[Stored data]
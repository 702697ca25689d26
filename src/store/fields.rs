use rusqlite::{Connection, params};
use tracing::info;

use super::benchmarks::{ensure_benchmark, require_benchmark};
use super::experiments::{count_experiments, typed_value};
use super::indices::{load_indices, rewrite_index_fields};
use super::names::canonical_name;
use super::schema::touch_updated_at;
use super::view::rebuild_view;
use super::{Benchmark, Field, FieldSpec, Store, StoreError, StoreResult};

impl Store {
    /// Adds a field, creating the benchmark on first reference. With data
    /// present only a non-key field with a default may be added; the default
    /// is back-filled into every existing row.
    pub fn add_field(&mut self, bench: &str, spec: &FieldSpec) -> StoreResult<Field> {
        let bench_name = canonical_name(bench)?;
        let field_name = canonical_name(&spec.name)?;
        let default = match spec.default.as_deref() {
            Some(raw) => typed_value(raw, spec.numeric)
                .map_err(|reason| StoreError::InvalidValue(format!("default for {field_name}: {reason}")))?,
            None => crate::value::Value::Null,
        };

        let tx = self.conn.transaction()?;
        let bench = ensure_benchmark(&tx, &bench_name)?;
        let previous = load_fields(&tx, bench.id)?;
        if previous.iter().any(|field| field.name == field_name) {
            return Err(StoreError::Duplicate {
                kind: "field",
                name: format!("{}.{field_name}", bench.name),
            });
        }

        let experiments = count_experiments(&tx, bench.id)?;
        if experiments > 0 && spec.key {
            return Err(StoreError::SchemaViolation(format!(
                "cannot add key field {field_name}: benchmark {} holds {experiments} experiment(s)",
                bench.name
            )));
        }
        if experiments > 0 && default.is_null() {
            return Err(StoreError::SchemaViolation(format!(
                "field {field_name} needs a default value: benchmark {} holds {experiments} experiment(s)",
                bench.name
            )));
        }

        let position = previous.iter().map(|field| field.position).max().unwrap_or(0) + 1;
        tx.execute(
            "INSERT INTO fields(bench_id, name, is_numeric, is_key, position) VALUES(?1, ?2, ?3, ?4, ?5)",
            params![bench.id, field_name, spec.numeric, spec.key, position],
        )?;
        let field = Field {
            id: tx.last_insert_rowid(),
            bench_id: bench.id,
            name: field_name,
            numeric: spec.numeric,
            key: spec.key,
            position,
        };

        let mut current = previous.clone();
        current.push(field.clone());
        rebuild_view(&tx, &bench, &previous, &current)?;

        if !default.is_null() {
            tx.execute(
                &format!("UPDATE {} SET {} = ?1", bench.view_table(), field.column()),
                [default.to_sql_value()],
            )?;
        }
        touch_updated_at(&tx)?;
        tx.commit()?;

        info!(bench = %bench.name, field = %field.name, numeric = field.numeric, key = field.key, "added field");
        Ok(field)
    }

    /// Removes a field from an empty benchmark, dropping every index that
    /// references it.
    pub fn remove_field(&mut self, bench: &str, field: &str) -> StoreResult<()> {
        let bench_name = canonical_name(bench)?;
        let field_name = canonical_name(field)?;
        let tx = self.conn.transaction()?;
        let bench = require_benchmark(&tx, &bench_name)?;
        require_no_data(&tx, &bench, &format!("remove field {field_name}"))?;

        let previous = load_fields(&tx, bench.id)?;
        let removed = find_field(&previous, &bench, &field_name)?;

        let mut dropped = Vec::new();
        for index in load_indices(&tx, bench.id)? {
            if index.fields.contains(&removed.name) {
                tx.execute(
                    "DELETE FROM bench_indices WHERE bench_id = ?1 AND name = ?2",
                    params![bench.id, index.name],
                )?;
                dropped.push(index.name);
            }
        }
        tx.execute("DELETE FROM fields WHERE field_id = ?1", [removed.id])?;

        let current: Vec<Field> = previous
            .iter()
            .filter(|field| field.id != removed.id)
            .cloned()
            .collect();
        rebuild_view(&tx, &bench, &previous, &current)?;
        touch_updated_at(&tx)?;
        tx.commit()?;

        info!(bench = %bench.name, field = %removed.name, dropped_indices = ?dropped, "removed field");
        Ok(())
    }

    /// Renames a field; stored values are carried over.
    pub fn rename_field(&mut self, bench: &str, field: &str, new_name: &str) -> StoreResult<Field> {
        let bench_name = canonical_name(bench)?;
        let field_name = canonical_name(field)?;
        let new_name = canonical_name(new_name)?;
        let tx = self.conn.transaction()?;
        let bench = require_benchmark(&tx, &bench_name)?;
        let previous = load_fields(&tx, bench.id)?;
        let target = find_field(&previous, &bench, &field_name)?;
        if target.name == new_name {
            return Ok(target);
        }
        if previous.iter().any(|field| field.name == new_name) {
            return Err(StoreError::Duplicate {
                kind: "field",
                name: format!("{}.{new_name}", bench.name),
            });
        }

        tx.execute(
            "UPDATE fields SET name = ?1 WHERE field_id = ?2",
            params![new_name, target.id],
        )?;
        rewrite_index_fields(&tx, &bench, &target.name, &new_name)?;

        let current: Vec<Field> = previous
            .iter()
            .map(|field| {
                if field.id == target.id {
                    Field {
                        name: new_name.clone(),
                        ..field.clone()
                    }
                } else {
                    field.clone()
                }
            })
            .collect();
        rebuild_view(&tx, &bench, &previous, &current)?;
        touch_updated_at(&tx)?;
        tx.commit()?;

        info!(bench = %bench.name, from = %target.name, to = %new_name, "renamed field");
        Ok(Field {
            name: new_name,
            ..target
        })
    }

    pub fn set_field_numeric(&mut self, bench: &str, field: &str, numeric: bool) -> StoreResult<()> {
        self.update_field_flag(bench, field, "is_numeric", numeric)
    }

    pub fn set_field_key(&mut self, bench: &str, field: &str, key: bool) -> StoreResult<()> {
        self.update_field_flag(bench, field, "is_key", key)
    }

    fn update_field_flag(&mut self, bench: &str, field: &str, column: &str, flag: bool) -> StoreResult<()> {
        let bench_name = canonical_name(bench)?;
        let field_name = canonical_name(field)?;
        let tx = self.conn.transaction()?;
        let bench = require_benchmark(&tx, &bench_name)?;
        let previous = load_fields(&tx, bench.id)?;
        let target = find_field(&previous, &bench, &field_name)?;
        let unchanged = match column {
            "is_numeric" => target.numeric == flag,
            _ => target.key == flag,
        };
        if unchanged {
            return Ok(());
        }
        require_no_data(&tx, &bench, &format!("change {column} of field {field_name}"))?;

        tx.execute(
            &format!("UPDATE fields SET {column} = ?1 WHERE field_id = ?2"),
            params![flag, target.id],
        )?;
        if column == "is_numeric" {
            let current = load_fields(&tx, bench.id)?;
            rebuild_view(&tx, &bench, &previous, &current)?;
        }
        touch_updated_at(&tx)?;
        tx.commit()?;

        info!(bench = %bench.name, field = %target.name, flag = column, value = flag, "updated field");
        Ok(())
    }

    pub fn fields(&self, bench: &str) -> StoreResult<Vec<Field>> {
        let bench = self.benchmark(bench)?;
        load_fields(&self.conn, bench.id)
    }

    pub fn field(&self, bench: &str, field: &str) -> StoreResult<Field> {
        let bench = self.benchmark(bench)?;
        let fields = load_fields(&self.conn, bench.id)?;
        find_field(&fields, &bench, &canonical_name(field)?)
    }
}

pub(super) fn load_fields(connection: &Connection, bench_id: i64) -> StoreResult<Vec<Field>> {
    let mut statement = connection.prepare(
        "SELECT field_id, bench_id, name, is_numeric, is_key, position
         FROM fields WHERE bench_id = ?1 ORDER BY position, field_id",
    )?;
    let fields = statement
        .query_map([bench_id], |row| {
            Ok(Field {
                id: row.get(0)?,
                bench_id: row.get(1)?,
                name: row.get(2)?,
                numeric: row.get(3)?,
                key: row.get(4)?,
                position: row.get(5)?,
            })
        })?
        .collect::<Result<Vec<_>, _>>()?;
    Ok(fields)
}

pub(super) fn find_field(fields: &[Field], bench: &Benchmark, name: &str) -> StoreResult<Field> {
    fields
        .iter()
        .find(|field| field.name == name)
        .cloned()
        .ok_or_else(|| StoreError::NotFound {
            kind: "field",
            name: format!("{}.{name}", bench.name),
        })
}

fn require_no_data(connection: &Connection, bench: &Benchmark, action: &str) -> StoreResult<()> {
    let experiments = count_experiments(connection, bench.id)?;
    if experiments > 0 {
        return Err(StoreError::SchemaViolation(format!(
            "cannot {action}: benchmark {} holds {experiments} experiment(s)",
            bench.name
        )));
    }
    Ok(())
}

▶ **Assignment**:
How many lines of the entries above include the word "cannot"? Answer with the number only.

▶ **Solution below**:
2